» Assigned task
Write out the following listing's lines from the one with "filename src/adapter.rs" to the one with "not be parsed", exactly, with both included and no others.
[[ Records for this task, beginning ]]
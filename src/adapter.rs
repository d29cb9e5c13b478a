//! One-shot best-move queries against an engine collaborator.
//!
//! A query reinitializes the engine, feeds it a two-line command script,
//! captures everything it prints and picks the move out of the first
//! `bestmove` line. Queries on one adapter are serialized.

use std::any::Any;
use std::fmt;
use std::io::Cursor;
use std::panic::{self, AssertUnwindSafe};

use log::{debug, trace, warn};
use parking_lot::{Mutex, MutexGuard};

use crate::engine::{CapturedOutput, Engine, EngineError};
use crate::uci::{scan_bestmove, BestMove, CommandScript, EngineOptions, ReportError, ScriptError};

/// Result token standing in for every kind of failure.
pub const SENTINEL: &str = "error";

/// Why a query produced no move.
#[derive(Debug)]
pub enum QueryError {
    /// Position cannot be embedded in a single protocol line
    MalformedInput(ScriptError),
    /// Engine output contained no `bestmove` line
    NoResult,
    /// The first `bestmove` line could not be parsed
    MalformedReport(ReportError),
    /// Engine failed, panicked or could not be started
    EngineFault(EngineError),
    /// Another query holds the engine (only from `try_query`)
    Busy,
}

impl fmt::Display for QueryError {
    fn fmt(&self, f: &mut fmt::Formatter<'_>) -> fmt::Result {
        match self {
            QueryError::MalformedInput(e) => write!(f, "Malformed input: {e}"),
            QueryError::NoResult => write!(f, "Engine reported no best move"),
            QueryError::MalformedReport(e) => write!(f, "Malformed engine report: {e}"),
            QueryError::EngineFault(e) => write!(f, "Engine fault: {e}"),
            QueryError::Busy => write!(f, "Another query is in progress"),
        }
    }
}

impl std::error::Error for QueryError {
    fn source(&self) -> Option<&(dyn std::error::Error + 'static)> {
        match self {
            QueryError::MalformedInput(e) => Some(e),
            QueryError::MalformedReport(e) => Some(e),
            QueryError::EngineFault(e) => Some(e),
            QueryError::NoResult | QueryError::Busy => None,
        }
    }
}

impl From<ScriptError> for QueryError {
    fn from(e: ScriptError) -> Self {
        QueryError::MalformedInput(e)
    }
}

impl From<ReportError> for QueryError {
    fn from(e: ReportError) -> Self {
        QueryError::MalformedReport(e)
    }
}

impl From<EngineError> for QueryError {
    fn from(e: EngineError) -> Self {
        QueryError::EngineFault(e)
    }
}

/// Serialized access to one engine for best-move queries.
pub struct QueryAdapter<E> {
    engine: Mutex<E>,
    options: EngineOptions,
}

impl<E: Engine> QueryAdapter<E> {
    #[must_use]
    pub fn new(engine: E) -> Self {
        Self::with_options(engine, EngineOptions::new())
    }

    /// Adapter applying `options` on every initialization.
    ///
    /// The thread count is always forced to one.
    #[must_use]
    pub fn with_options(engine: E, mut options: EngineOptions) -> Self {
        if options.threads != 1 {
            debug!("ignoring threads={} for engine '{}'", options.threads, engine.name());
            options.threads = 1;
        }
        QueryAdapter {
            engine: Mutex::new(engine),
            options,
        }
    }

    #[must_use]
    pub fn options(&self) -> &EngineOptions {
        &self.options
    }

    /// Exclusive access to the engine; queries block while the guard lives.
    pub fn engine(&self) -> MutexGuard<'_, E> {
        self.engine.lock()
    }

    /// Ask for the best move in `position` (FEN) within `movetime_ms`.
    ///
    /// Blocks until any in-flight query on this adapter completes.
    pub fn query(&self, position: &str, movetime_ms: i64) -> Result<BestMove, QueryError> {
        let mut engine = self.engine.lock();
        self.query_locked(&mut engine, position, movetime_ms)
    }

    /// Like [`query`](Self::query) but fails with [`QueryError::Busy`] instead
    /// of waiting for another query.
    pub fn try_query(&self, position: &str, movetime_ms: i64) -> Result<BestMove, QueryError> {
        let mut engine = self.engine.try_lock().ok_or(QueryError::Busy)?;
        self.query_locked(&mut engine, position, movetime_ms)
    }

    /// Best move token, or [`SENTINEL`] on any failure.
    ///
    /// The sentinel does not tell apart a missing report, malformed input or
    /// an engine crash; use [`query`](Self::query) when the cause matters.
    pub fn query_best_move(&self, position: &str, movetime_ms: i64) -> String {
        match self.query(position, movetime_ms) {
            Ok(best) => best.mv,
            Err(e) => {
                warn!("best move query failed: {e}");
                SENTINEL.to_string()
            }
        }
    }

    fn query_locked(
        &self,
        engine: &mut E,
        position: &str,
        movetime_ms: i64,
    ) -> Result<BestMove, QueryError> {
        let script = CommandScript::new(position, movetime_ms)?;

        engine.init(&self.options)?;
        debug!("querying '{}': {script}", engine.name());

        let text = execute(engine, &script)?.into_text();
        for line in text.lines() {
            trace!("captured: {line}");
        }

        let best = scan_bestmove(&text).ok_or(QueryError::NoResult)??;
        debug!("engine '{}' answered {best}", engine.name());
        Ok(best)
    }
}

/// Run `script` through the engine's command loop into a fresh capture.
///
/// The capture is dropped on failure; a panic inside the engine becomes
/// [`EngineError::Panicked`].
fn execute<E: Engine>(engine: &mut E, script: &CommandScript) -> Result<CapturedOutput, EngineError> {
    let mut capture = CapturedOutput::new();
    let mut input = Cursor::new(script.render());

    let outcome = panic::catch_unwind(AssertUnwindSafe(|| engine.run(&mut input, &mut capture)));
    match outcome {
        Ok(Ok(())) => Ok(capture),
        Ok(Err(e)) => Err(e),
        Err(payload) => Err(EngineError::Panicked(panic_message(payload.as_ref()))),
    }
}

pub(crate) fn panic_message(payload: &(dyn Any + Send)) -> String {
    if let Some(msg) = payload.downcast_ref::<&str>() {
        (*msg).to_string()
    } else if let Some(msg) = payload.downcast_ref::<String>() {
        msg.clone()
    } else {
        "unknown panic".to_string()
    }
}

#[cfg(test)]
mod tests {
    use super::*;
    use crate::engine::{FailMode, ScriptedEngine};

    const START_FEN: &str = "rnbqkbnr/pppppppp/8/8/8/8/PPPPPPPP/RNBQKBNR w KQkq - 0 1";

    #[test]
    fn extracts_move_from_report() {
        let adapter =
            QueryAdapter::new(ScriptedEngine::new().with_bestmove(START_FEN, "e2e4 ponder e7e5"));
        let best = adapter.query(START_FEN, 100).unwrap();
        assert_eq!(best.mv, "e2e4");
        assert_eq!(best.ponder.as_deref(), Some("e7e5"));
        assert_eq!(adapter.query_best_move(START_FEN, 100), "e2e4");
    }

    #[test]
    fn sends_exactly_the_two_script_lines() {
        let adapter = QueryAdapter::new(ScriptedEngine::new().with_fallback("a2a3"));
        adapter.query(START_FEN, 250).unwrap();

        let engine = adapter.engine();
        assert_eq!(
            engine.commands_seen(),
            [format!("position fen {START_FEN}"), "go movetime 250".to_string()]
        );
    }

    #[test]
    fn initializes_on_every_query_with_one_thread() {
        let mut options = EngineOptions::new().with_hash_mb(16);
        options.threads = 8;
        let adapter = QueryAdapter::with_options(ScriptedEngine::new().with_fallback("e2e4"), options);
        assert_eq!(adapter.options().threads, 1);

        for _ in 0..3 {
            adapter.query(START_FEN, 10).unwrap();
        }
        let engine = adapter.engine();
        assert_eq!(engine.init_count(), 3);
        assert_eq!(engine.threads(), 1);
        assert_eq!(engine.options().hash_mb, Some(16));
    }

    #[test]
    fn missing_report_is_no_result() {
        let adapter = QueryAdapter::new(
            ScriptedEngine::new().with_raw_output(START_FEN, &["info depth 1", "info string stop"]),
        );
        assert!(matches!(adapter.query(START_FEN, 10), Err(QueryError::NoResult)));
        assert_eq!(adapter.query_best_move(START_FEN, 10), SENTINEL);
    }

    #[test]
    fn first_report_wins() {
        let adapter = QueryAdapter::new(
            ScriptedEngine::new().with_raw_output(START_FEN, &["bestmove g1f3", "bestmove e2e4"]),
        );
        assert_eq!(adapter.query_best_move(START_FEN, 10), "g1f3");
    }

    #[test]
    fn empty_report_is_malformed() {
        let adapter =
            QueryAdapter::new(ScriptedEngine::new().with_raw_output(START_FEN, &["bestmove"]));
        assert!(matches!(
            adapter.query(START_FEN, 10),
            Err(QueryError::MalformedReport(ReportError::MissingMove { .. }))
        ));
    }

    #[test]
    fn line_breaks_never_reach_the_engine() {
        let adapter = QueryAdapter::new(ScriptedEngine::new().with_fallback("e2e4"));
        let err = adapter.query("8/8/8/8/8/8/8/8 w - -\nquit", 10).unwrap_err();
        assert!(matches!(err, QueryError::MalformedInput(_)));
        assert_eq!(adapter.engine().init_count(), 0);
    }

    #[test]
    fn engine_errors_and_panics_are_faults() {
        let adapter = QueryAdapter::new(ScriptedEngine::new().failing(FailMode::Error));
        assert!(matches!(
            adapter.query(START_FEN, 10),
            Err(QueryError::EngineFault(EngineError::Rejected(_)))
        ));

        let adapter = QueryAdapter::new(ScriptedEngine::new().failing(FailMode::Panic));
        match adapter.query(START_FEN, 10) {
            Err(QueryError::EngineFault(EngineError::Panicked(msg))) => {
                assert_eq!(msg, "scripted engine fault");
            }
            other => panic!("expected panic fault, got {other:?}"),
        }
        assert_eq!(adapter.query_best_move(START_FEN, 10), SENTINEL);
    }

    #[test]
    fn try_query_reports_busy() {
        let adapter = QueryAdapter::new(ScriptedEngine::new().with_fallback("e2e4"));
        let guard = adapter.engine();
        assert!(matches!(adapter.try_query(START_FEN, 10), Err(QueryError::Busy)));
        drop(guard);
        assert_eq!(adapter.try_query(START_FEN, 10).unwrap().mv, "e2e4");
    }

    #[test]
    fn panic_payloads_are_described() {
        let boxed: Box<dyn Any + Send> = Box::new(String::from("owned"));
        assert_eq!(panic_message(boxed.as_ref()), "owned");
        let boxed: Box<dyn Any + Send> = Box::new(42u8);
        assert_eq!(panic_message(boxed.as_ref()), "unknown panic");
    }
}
[[ Records for this task, end ]]
[[ Records for this task, beginning ]]
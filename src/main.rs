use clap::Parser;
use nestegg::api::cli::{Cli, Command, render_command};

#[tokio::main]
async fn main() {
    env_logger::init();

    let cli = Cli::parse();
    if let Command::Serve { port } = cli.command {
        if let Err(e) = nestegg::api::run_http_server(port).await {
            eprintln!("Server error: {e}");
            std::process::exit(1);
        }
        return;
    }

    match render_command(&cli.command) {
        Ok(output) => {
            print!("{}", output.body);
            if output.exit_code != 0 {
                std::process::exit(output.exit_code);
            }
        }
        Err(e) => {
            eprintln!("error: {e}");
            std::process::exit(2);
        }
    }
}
[[ Records for this task, end ]]
» Expected answer
filename src/adapter.rs
repository d29cb9e5c13b478a
//! One-shot best-move queries against an engine collaborator.
//!
//! A query reinitializes the engine, feeds it a two-line command script,
//! captures everything it prints and picks the move out of the first
//! `bestmove` line. Queries on one adapter are serialized.

use std::any::Any;
use std::fmt;
use std::io::Cursor;
use std::panic::{self, AssertUnwindSafe};

use log::{debug, trace, warn};
use parking_lot::{Mutex, MutexGuard};

use crate::engine::{CapturedOutput, Engine, EngineError};
use crate::uci::{scan_bestmove, BestMove, CommandScript, EngineOptions, ReportError, ScriptError};

/// Result token standing in for every kind of failure.
pub const SENTINEL: &str = "error";

/// Why a query produced no move.
#[derive(Debug)]
pub enum QueryError {
    /// Position cannot be embedded in a single protocol line
    MalformedInput(ScriptError),
    /// Engine output contained no `bestmove` line
    NoResult,
    /// The first `bestmove` line could not be parsed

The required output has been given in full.